Just as life experience takes time to accumulate, so does a relationship. I like to think of a relationship as something that forms and grows between people. You don’t just meet a person and suddenly have a relationship. We cheat ourselves of the beauty that can come from a well-formed and nurtured relationship when we try to force those things that we want, and need, to come naturally. But those things may not come at all. And somehow I think we convince ourselves that maybe if we hurry and make it “serious” really fast we can stop a relationship from becoming what we don’t want it and need it to be; Like a game of musical chairs where if you get there first, you win. Or maybe we’re just impatient.

You cannot cheat time. It does not matter if you spend every waking moment with a person for the first 6 months that you know them, you still only know 6 months worth of information about them. “Cramming” may have worked for you on exams in school, but the same principle does not apply to getting to know a human being. Spending every waking moment with the person you are dating gives you a skewed vision of who they are as a person. They existed without you by their side before. What kind of person were they then? Because that is the person that it is important for you to know.

With forced and rushed relationships people lose, hard. It’s not that I’m saying that whether you rush or take your time getting to know someone that the outcome will necessarily be different. If the timing is right and you match up with the person in the right places it will work. But if the relationship fails then the speed that you’re traveling and the degree that you and the other person are enmeshed together is going to affect the amount and the severity of the damage done on impact.
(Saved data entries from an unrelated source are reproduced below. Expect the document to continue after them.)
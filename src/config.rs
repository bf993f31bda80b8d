use std::path::Path;
use std::time::Duration;

use serde::Deserialize;

use crate::error::{ConfigError, Error, Result};

/// Crate configuration, loaded from a TOML file.
#[derive(Debug, Deserialize)]
#[serde(default)]
pub struct Config {
    pub store: StoreConfig,
    pub logging: LoggingConfig,
}

/// Record Store settings.
#[derive(Debug, Deserialize)]
#[serde(default)]
pub struct StoreConfig {
    /// Bound on each store round trip, in milliseconds.
    pub timeout_ms: u64,
    /// Backing file for the JSON-file store.
    pub local_path: String,
}

/// Logging settings.
#[derive(Debug, Deserialize)]
#[serde(default)]
pub struct LoggingConfig {
    pub level: String,
    pub format: String,
}

impl Config {
    pub fn load<P: AsRef<Path>>(path: P) -> Result<Self> {
        let content = std::fs::read_to_string(path).map_err(ConfigError::ReadFile)?;
        let config: Config = toml::from_str(&content).map_err(ConfigError::Parse)?;
        config.validate()?;
        Ok(config)
    }

    fn validate(&self) -> Result<()> {
        if self.store.timeout_ms == 0 {
            return Err(Error::Config(ConfigError::InvalidValue {
                field: "store.timeout_ms",
                reason: "must be greater than zero".into(),
            }));
        }
        if self.store.local_path.is_empty() {
            return Err(Error::Config(ConfigError::InvalidValue {
                field: "store.local_path",
                reason: "cannot be empty".into(),
            }));
        }
        Ok(())
    }
}

impl StoreConfig {
    /// The round-trip bound as a [`Duration`].
    pub fn timeout(&self) -> Duration {
        Duration::from_millis(self.timeout_ms)
    }
}

impl Default for Config {
    fn default() -> Self {
        Self {
            store: StoreConfig::default(),
            logging: LoggingConfig::default(),
        }
    }
}

impl Default for StoreConfig {
    fn default() -> Self {
        Self {
            timeout_ms: 10_000,
            local_path: "bondfi_transactions.json".into(),
        }
    }
}

impl Default for LoggingConfig {
    fn default() -> Self {
        Self {
            level: "info".into(),
            format: "pretty".into(),
        }
    }
}

#[cfg(test)]
mod tests {
    use super::*;

    #[test]
    fn defaults_are_valid() {
        let config = Config::default();
        assert!(config.validate().is_ok());
        assert_eq!(config.store.timeout(), Duration::from_secs(10));
    }

    #[test]
    fn load_parses_partial_toml_over_defaults() {
        let dir = tempfile::tempdir().unwrap();
        let path = dir.path().join("bondfi.toml");
        std::fs::write(
            &path,
            "[store]\ntimeout_ms = 2500\n\n[logging]\nlevel = \"debug\"\n",
        )
        .unwrap();

        let config = Config::load(&path).unwrap();
        assert_eq!(config.store.timeout(), Duration::from_millis(2500));
        assert_eq!(config.store.local_path, "bondfi_transactions.json");
        assert_eq!(config.logging.level, "debug");
    }

    #[test]
    fn zero_timeout_is_rejected() {
        let dir = tempfile::tempdir().unwrap();
        let path = dir.path().join("bondfi.toml");
        std::fs::write(&path, "[store]\ntimeout_ms = 0\n").unwrap();

        assert!(matches!(
            Config::load(&path),
            Err(Error::Config(ConfigError::InvalidValue { .. }))
        ));
    }

    #[test]
    fn missing_file_is_a_read_error() {
        assert!(matches!(
            Config::load("/nonexistent/bondfi.toml"),
            Err(Error::Config(ConfigError::ReadFile(_)))
        ));
    }
}
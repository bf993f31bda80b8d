//! Notifier port for user-visible notifications.
//!
//! Ledger failures are never silent and never retried internally; they are
//! surfaced through this trait for the presentation layer to render
//! (toasts, in the original product).

use tracing::{error, info};

/// Severity of a notice.
#[derive(Debug, Clone, Copy, PartialEq, Eq)]
pub enum NoticeLevel {
    Info,
    Error,
}

/// A user-visible notification.
#[derive(Debug, Clone, PartialEq, Eq)]
pub struct Notice {
    pub level: NoticeLevel,
    pub title: String,
    pub detail: String,
}

impl Notice {
    pub fn info(title: impl Into<String>, detail: impl Into<String>) -> Self {
        Self {
            level: NoticeLevel::Info,
            title: title.into(),
            detail: detail.into(),
        }
    }

    pub fn error(title: impl Into<String>, detail: impl Into<String>) -> Self {
        Self {
            level: NoticeLevel::Error,
            title: title.into(),
            detail: detail.into(),
        }
    }
}

/// Trait for notification handlers.
///
/// Notifications are fire-and-forget. Implementations must be thread-safe
/// (`Send + Sync`) and should return quickly; slow sinks should hand off
/// to an async task.
pub trait Notifier: Send + Sync {
    /// Handle a notice.
    fn notify(&self, notice: Notice);
}

/// Default sink that writes notices to the tracing log.
#[derive(Debug, Default, Clone, Copy)]
pub struct TracingNotifier;

impl Notifier for TracingNotifier {
    fn notify(&self, notice: Notice) {
        match notice.level {
            NoticeLevel::Info => info!(title = %notice.title, detail = %notice.detail, "notice"),
            NoticeLevel::Error => error!(title = %notice.title, detail = %notice.detail, "notice"),
        }
    }
}
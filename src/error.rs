use std::time::Duration;

use rust_decimal::Decimal;
use thiserror::Error;

/// Configuration-related errors with structured variants.
#[derive(Error, Debug)]
pub enum ConfigError {
    #[error("missing required field: {field}")]
    MissingField { field: &'static str },

    #[error("invalid value for {field}: {reason}")]
    InvalidValue { field: &'static str, reason: String },

    #[error("failed to read config file: {0}")]
    ReadFile(#[source] std::io::Error),

    #[error("failed to parse config: {0}")]
    Parse(#[source] toml::de::Error),
}

/// Record Store round-trip failures.
///
/// Any failure talking to the store collapses into one of these variants;
/// the ledger surfaces them to the UI and never retries on its own.
#[derive(Error, Debug)]
pub enum StoreError {
    #[error("store unreachable: {0}")]
    Network(String),

    #[error("permission denied: {0}")]
    PermissionDenied(String),

    #[error("store rejected the request: {0}")]
    Rejected(String),

    #[error("store request timed out after {0:?}")]
    Timeout(Duration),

    #[error("store IO error: {0}")]
    Io(#[from] std::io::Error),

    #[error("store payload error: {0}")]
    Json(#[from] serde_json::Error),
}

/// Ledger operation failures.
#[derive(Error, Debug)]
pub enum LedgerError {
    #[error("authentication required")]
    AuthRequired,

    #[error("invalid amount: {reason}")]
    InvalidAmount { reason: String },

    #[error("insufficient holdings: selling {requested} exceeds balance of {held}")]
    InsufficientHoldings { requested: Decimal, held: Decimal },

    #[error(transparent)]
    Store(#[from] StoreError),
}

#[derive(Error, Debug)]
pub enum Error {
    #[error(transparent)]
    Config(#[from] ConfigError),

    #[error(transparent)]
    Ledger(#[from] LedgerError),

    #[error(transparent)]
    Store(#[from] StoreError),
}

pub type Result<T> = std::result::Result<T, Error>;
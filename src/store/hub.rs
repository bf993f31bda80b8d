//! Owner-scoped event fan-out shared by the store adapters.

use std::collections::HashMap;

use parking_lot::Mutex;
use tokio::sync::mpsc;

use crate::domain::OwnerId;
use crate::port::{RecordEvent, RecordStream};

/// Fan-out of change events to per-owner subscribers.
///
/// Senders whose stream has been dropped are pruned on the next emit, so
/// releasing a subscription is just dropping the [`RecordStream`].
#[derive(Debug, Default)]
pub(crate) struct EventHub {
    subscribers: Mutex<HashMap<OwnerId, Vec<mpsc::UnboundedSender<RecordEvent>>>>,
}

impl EventHub {
    pub(crate) fn subscribe(&self, owner: &OwnerId) -> RecordStream {
        let (tx, rx) = mpsc::unbounded_channel();
        self.subscribers
            .lock()
            .entry(owner.clone())
            .or_default()
            .push(tx);
        RecordStream::new(rx)
    }

    pub(crate) fn emit(&self, owner: &OwnerId, event: RecordEvent) {
        let mut subscribers = self.subscribers.lock();
        if let Some(senders) = subscribers.get_mut(owner) {
            senders.retain(|tx| tx.send(event.clone()).is_ok());
            if senders.is_empty() {
                subscribers.remove(owner);
            }
        }
    }
}

#[cfg(test)]
mod tests {
    use super::*;
    use crate::domain::RecordId;

    #[tokio::test]
    async fn events_reach_only_the_matching_owner() {
        let hub = EventHub::default();
        let mut u1 = hub.subscribe(&OwnerId::new("u1"));
        let mut u2 = hub.subscribe(&OwnerId::new("u2"));

        hub.emit(
            &OwnerId::new("u1"),
            RecordEvent::Removed(RecordId::new("r1")),
        );

        assert_eq!(
            u1.recv().await,
            Some(RecordEvent::Removed(RecordId::new("r1")))
        );
        // u2 saw nothing; its channel is still open and empty.
        drop(hub);
        assert_eq!(u2.recv().await, None);
    }

    #[tokio::test]
    async fn dropped_streams_are_pruned() {
        let hub = EventHub::default();
        let stream = hub.subscribe(&OwnerId::new("u1"));
        drop(stream);

        hub.emit(
            &OwnerId::new("u1"),
            RecordEvent::Removed(RecordId::new("r1")),
        );
        assert!(hub.subscribers.lock().is_empty());
    }
}
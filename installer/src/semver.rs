//! Release version parsing and ordering.
//!
//! Upstream release tags look like `v1.2.3`. A [`SemanticVersion`] keeps the
//! numeric text of each component exactly as published and orders versions
//! position by position using **string** comparison of that text, so `"9"`
//! sorts after `"10"`.

use std::cmp::Ordering;
use std::fmt;
use std::str::FromStr;

use thiserror::Error;

/// Number of positional components carried by a version.
const COMPONENTS: usize = 3;

/// Errors raised when version text cannot be parsed.
#[derive(Debug, Clone, PartialEq, Eq, Error)]
pub enum ParseError {
    /// The version text was empty after prefix stripping.
    #[error("version string is empty")]
    Empty,

    /// A dot-separated component is not a non-negative integer.
    #[error("invalid component \"{component}\" in version \"{raw}\"")]
    InvalidComponent {
        /// The full version text as supplied.
        raw: String,
        /// The component that failed to parse.
        component: String,
    },
}

/// A three-part release version compared positionally as text.
///
/// # Examples
///
/// ```
/// use relsync::semver::SemanticVersion;
///
/// let current = SemanticVersion::parse("1.2.3").expect("valid version");
/// let remote = SemanticVersion::parse("v1.3.0").expect("valid version");
/// assert!(current < remote);
/// assert_eq!(remote.to_string(), "1.3.0");
/// ```
#[derive(Debug, Clone, PartialEq, Eq, Hash)]
pub struct SemanticVersion {
    components: [String; COMPONENTS],
}

impl SemanticVersion {
    /// Return the fallback version used when no marker is available.
    #[must_use]
    pub fn baseline() -> Self {
        Self {
            components: ["0".to_owned(), "0".to_owned(), "0".to_owned()],
        }
    }

    /// Parse version text such as `v1.2.3` or `1.2.3`.
    ///
    /// A single leading non-digit character (`v`, `=`, ...) is stripped. Every dot-separated
    /// piece must parse as a non-negative integer. Up to three pieces are
    /// kept; missing trailing pieces become `"0"` and pieces beyond the third
    /// are validated but dropped.
    ///
    /// # Errors
    ///
    /// Returns [`ParseError::Empty`] for empty input and
    /// [`ParseError::InvalidComponent`] when any piece is not a non-negative
    /// integer.
    pub fn parse(raw: &str) -> Result<Self, ParseError> {
        let trimmed = strip_prefix_marker(raw);
        if trimmed.is_empty() {
            return Err(ParseError::Empty);
        }

        let mut components = Self::baseline().components;
        for (index, piece) in trimmed.split('.').enumerate() {
            validate_component(raw, piece)?;
            if let Some(slot) = components.get_mut(index) {
                piece.clone_into(slot);
            }
        }

        Ok(Self { components })
    }

    /// Compare two versions component by component as strings.
    ///
    /// The first differing component decides the result.
    #[must_use]
    pub fn compare(&self, other: &Self) -> Ordering {
        self.components
            .iter()
            .zip(other.components.iter())
            .map(|(left, right)| left.as_str().cmp(right.as_str()))
            .find(|ordering| ordering.is_ne())
            .unwrap_or(Ordering::Equal)
    }
}

/// Return true when `candidate` orders after `current`.
#[must_use]
pub fn is_newer(current: &SemanticVersion, candidate: &SemanticVersion) -> bool {
    current.compare(candidate) == Ordering::Less
}

fn strip_prefix_marker(raw: &str) -> &str {
    let mut chars = raw.chars();
    match chars.next() {
        Some(first) if !first.is_ascii_digit() => chars.as_str(),
        _ => raw,
    }
}

fn validate_component(raw: &str, piece: &str) -> Result<(), ParseError> {
    // `u64` rejects negatives; the sign check keeps `+1` out as well.
    if piece.starts_with('+') || piece.parse::<u64>().is_err() {
        return Err(ParseError::InvalidComponent {
            raw: raw.to_owned(),
            component: piece.to_owned(),
        });
    }
    Ok(())
}

impl PartialOrd for SemanticVersion {
    fn partial_cmp(&self, other: &Self) -> Option<Ordering> {
        Some(self.cmp(other))
    }
}

impl Ord for SemanticVersion {
    fn cmp(&self, other: &Self) -> Ordering {
        self.compare(other)
    }
}

impl FromStr for SemanticVersion {
    type Err = ParseError;

    fn from_str(s: &str) -> Result<Self, Self::Err> {
        Self::parse(s)
    }
}

impl fmt::Display for SemanticVersion {
    fn fmt(&self, f: &mut fmt::Formatter<'_>) -> fmt::Result {
        let [major, minor, patch] = &self.components;
        write!(f, "{major}.{minor}.{patch}")
    }
}
//! Structured progress events emitted by the sync pipeline.
//!
//! The pipeline never prints. It hands `{stage, message}` events to a
//! [`SyncReporter`]; the CLI renders them on stderr and tests collect them in
//! a `Vec`.

use std::fmt;
use std::io::Write;

/// Pipeline stage that produced an event.
#[derive(Debug, Clone, Copy, PartialEq, Eq, Hash)]
pub enum SyncStage {
    /// Reading the version marker.
    CheckMarker,
    /// Fetching and comparing the remote version.
    CompareVersions,
    /// Downloading the archive.
    Download,
    /// Unpacking into the staging area.
    Extract,
    /// Copying the payload into the output directory.
    Relocate,
    /// Writing the version marker.
    RecordVersion,
    /// Removing the staging area.
    Cleanup,
}

impl SyncStage {
    /// Short lowercase label used in rendered output.
    #[must_use]
    pub fn label(self) -> &'static str {
        match self {
            Self::CheckMarker => "marker",
            Self::CompareVersions => "compare",
            Self::Download => "download",
            Self::Extract => "extract",
            Self::Relocate => "relocate",
            Self::RecordVersion => "record",
            Self::Cleanup => "cleanup",
        }
    }
}

impl fmt::Display for SyncStage {
    fn fmt(&self, f: &mut fmt::Formatter<'_>) -> fmt::Result {
        f.write_str(self.label())
    }
}

/// Severity of an event.
#[derive(Debug, Clone, Copy, PartialEq, Eq)]
pub enum EventLevel {
    /// Normal progress.
    Info,
    /// Something went wrong without failing the run.
    Warning,
}

/// One progress event.
#[derive(Debug, Clone, PartialEq, Eq)]
pub struct SyncEvent {
    /// Stage that emitted the event.
    pub stage: SyncStage,
    /// Severity.
    pub level: EventLevel,
    /// Human-readable description.
    pub message: String,
}

impl SyncEvent {
    /// Create a progress event for `stage`.
    #[must_use]
    pub fn info(stage: SyncStage, message: impl Into<String>) -> Self {
        Self {
            stage,
            level: EventLevel::Info,
            message: message.into(),
        }
    }

    /// Create a warning event for `stage`.
    #[must_use]
    pub fn warning(stage: SyncStage, message: impl Into<String>) -> Self {
        Self {
            stage,
            level: EventLevel::Warning,
            message: message.into(),
        }
    }
}

impl fmt::Display for SyncEvent {
    fn fmt(&self, f: &mut fmt::Formatter<'_>) -> fmt::Result {
        match self.level {
            EventLevel::Info => write!(f, "[{}] {}", self.stage, self.message),
            EventLevel::Warning => write!(f, "[{}] warning: {}", self.stage, self.message),
        }
    }
}

/// Consumer of pipeline events.
pub trait SyncReporter {
    /// Receive one event.
    fn report(&mut self, event: SyncEvent);
}

impl SyncReporter for Vec<SyncEvent> {
    fn report(&mut self, event: SyncEvent) {
        self.push(event);
    }
}

/// Renders events as lines on a writer (stderr in the CLI).
pub struct WriterReporter<W: Write> {
    out: W,
    quiet: bool,
}

impl<W: Write> WriterReporter<W> {
    /// Create a reporter; `quiet` drops everything but warnings.
    #[must_use]
    pub fn new(out: W, quiet: bool) -> Self {
        Self { out, quiet }
    }
}

impl<W: Write> SyncReporter for WriterReporter<W> {
    fn report(&mut self, event: SyncEvent) {
        match event.level {
            EventLevel::Info => log::info!("{event}"),
            EventLevel::Warning => log::warn!("{event}"),
        }
        if self.quiet && event.level == EventLevel::Info {
            return;
        }
        if writeln!(self.out, "{event}").is_err() {
            // Best-effort output; ignore write failures.
        }
    }
}
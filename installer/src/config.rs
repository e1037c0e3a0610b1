//! Sync settings loaded from an optional TOML file.
//!
//! Settings resolve in order of precedence: command-line flags, then the
//! `RELSYNC_RELEASES_URL` environment variable, then the settings file, then
//! built-in defaults. The defaults track the swagger-ui project: its latest
//! GitHub release, with the `dist` directory as the payload.

use std::path::{Component, Path};
use std::time::Duration;

use camino::Utf8Path;
use serde::Deserialize;

use crate::marker::MARKER_FILENAME;

/// Environment variable overriding the releases endpoint.
pub const RELEASES_URL_ENV: &str = "RELSYNC_RELEASES_URL";

const DEFAULT_RELEASES_URL: &str =
    "https://api.github.com/repos/swagger-api/swagger-ui/releases/latest";
const DEFAULT_PAYLOAD_DIR: &str = "dist";
const DEFAULT_TIMEOUT_SECS: u64 = 30;

/// Errors raised while loading settings.
#[derive(Debug, thiserror::Error)]
pub enum ConfigError {
    /// The settings file could not be read.
    #[error("failed to read settings file {path}: {source}")]
    Read {
        /// Settings file path.
        path: String,
        /// Underlying I/O error.
        #[source]
        source: std::io::Error,
    },

    /// The settings file is not valid TOML for this schema.
    #[error("invalid settings file {path}: {reason}")]
    Parse {
        /// Settings file path.
        path: String,
        /// Parser message.
        reason: String,
    },

    /// A setting holds a value that cannot be used.
    #[error("invalid setting {key}: {reason}")]
    Invalid {
        /// Setting name.
        key: &'static str,
        /// Why the value was rejected.
        reason: String,
    },
}

/// Settings controlling where releases come from and how they are laid out.
#[derive(Clone, Debug, Deserialize, Eq, PartialEq)]
#[serde(default, deny_unknown_fields)]
pub struct SyncSettings {
    /// Endpoint returning `{tag_name, tarball_url}` JSON for the latest
    /// release.
    pub releases_url: String,
    /// Directory inside the archive's top-level folder that is copied to the
    /// output directory. Empty copies the whole top-level folder.
    pub payload_dir: String,
    /// File name of the version marker inside the output directory.
    pub marker_file: String,
    /// `User-Agent` sent with every request.
    pub user_agent: String,
    /// Connect and response-head timeout, in seconds; also caps the whole
    /// metadata request.
    pub timeout_secs: u64,
}

impl Default for SyncSettings {
    fn default() -> Self {
        Self {
            releases_url: DEFAULT_RELEASES_URL.to_owned(),
            payload_dir: DEFAULT_PAYLOAD_DIR.to_owned(),
            marker_file: MARKER_FILENAME.to_owned(),
            user_agent: concat!("relsync/", env!("CARGO_PKG_VERSION")).to_owned(),
            timeout_secs: DEFAULT_TIMEOUT_SECS,
        }
    }
}

impl SyncSettings {
    /// Read settings from `path`, or return defaults when `path` is `None`.
    ///
    /// Values are not validated here; callers layer their overrides first
    /// and then call [`SyncSettings::validate`].
    ///
    /// # Errors
    ///
    /// Returns [`ConfigError::Read`] or [`ConfigError::Parse`].
    pub fn read(path: Option<&Utf8Path>) -> Result<Self, ConfigError> {
        match path {
            Some(path) => Self::from_file(path),
            None => Ok(Self::default()),
        }
    }

    fn from_file(path: &Utf8Path) -> Result<Self, ConfigError> {
        let source = std::fs::read_to_string(path).map_err(|source| ConfigError::Read {
            path: path.to_string(),
            source,
        })?;
        Self::from_toml(&source).map_err(|reason| ConfigError::Parse {
            path: path.to_string(),
            reason,
        })
    }

    /// Parse settings from TOML text; omitted keys keep their defaults.
    ///
    /// # Errors
    ///
    /// Returns the parser message on failure.
    pub fn from_toml(source: &str) -> Result<Self, String> {
        toml::from_str(source).map_err(|e| e.message().to_owned())
    }

    /// Apply the environment override for the releases endpoint, reading
    /// variables through `lookup`.
    #[must_use]
    pub fn with_env_overrides<F>(mut self, lookup: F) -> Self
    where
        F: Fn(&str) -> Option<String>,
    {
        if let Some(url) = lookup(RELEASES_URL_ENV).filter(|url| !url.trim().is_empty()) {
            self.releases_url = url.trim().to_owned();
        }
        self
    }

    /// Request timeout as a [`Duration`].
    #[must_use]
    pub fn timeout(&self) -> Duration {
        Duration::from_secs(self.timeout_secs)
    }

    /// Check values that would otherwise fail late in the run.
    ///
    /// # Errors
    ///
    /// Returns [`ConfigError::Invalid`] naming the offending key.
    pub fn validate(&self) -> Result<(), ConfigError> {
        if self.releases_url.trim().is_empty() {
            return Err(ConfigError::Invalid {
                key: "releases_url",
                reason: "must not be empty".to_owned(),
            });
        }
        if !is_plain_relative(&self.payload_dir) {
            return Err(ConfigError::Invalid {
                key: "payload_dir",
                reason: format!("{:?} must be a relative path without `..`", self.payload_dir),
            });
        }
        if !is_single_file_name(&self.marker_file) {
            return Err(ConfigError::Invalid {
                key: "marker_file",
                reason: format!("{:?} must be a bare file name", self.marker_file),
            });
        }
        if self.timeout_secs == 0 {
            return Err(ConfigError::Invalid {
                key: "timeout_secs",
                reason: "must be at least 1".to_owned(),
            });
        }
        Ok(())
    }
}

fn is_plain_relative(value: &str) -> bool {
    Path::new(value)
        .components()
        .all(|component| matches!(component, Component::Normal(_) | Component::CurDir))
}

fn is_single_file_name(value: &str) -> bool {
    let mut components = Path::new(value).components();
    matches!(
        (components.next(), components.next()),
        (Some(Component::Normal(_)), None)
    )
}

#[cfg(test)]
mod tests {
    use super::*;
    use rstest::rstest;

    #[rstest]
    fn defaults_track_swagger_ui() {
        let settings = SyncSettings::default();

        assert!(settings.releases_url.contains("swagger-api/swagger-ui"));
        assert_eq!(settings.payload_dir, "dist");
        assert_eq!(settings.marker_file, MARKER_FILENAME);
        assert!(settings.user_agent.starts_with("relsync/"));
        assert_eq!(settings.timeout(), Duration::from_secs(30));
        assert!(settings.validate().is_ok());
    }

    #[rstest]
    fn deserialises_partial_overrides() {
        let settings = SyncSettings::from_toml("payload_dir = \"build\"\ntimeout_secs = 5\n")
            .expect("expected settings to parse");

        assert_eq!(settings.payload_dir, "build");
        assert_eq!(settings.timeout_secs, 5);
        assert_eq!(settings.marker_file, MARKER_FILENAME);
    }

    #[rstest]
    fn rejects_unknown_fields() {
        assert!(SyncSettings::from_toml("checksum = true\n").is_err());
    }

    #[rstest]
    fn rejects_wrongly_typed_values() {
        assert!(SyncSettings::from_toml("timeout_secs = \"soon\"\n").is_err());
    }

    #[rstest]
    #[case::parent_payload("payload_dir", SyncSettings { payload_dir: "../etc".to_owned(), ..SyncSettings::default() })]
    #[case::absolute_payload("payload_dir", SyncSettings { payload_dir: "/dist".to_owned(), ..SyncSettings::default() })]
    #[case::nested_marker("marker_file", SyncSettings { marker_file: "a/b.toml".to_owned(), ..SyncSettings::default() })]
    #[case::empty_marker("marker_file", SyncSettings { marker_file: String::new(), ..SyncSettings::default() })]
    #[case::empty_url("releases_url", SyncSettings { releases_url: " ".to_owned(), ..SyncSettings::default() })]
    #[case::zero_timeout("timeout_secs", SyncSettings { timeout_secs: 0, ..SyncSettings::default() })]
    fn validate_rejects_unusable_values(#[case] expected_key: &str, #[case] settings: SyncSettings) {
        match settings.validate() {
            Err(ConfigError::Invalid { key, .. }) => assert_eq!(key, expected_key),
            other => panic!("expected Invalid, got {other:?}"),
        }
    }

    #[rstest]
    fn empty_payload_dir_is_allowed() {
        let settings = SyncSettings {
            payload_dir: String::new(),
            ..SyncSettings::default()
        };
        assert!(settings.validate().is_ok());
    }

    #[rstest]
    fn env_override_replaces_releases_url() {
        let settings = SyncSettings::default().with_env_overrides(|key| {
            (key == RELEASES_URL_ENV).then(|| " https://example.test/latest ".to_owned())
        });
        assert_eq!(settings.releases_url, "https://example.test/latest");
    }

    #[rstest]
    fn blank_env_override_is_ignored() {
        let settings = SyncSettings::default().with_env_overrides(|_| Some("  ".to_owned()));
        assert_eq!(settings.releases_url, DEFAULT_RELEASES_URL);
    }

    #[rstest]
    fn process_environment_is_consulted() {
        temp_env::with_var(RELEASES_URL_ENV, Some("https://mirror.test/latest"), || {
            let settings =
                SyncSettings::default().with_env_overrides(|key| std::env::var(key).ok());
            assert_eq!(settings.releases_url, "https://mirror.test/latest");
        });
    }

    #[rstest]
    fn read_keeps_file_values_for_later_validation() {
        let dir = tempfile::tempdir().expect("temp dir");
        let path = dir.path().join("relsync.toml");
        std::fs::write(&path, "payload_dir = \"../escape\"\n").expect("write settings");
        let path = camino::Utf8PathBuf::try_from(path).expect("utf-8 path");

        let settings = SyncSettings::read(Some(&path)).expect("settings file parses");
        assert_eq!(settings.payload_dir, "../escape");
        assert!(matches!(
            settings.validate(),
            Err(ConfigError::Invalid { key: "payload_dir", .. })
        ));
    }

    #[rstest]
    fn read_reports_missing_file() {
        let path = camino::Utf8PathBuf::from("/nonexistent/relsync.toml");
        assert!(matches!(
            SyncSettings::read(Some(&path)),
            Err(ConfigError::Read { .. })
        ));
    }

    #[rstest]
    fn read_reports_malformed_file() {
        let dir = tempfile::tempdir().expect("temp dir");
        let path = dir.path().join("relsync.toml");
        std::fs::write(&path, "payload_dir = [\n").expect("write settings");
        let path = camino::Utf8PathBuf::try_from(path).expect("utf-8 path");

        assert!(matches!(
            SyncSettings::read(Some(&path)),
            Err(ConfigError::Parse { .. })
        ));
    }
}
I know a man that in the first four months of this year has gotten serious enough with a man to be calling him his “partner” and to say that they are “planning their future together.” I know a woman who met a man last summer and two months later was engaged to him. Four months after their engagement they were married and moving their children in together. All during the craziness of this woman finishing nursing school.

Whoa.

Extreme Home Makeover is a show that I enjoy watching on occasion. And somehow that came up with a man I met while I was in New York. He is an architect, and I remember him saying something to the effect that from an architectural standpoint such a speedy construction brings up a number of questions when it comes to quality and stability. How long does a fresh foundation need before you put the weight of a house or relationship on it?

It’s the complex detail of anything, be it architecture, people, or a relationship, that make them truly beautiful and worthwhile. Detail takes time to form and to appreciate. Something significant is lost when we rush. Great damage can be done when we try to cram another person, and allow ourselves to be pushed, into a space that doesn’t truly fit the intricate details of their, or our, individual humanity.

Take a breath. Recognize that something that is right today will still be right tomorrow, then enjoy today for what it is and where you are. Trying to be where you want to be in the future today will always be a futile effort. You lose the present when you fail to live in it.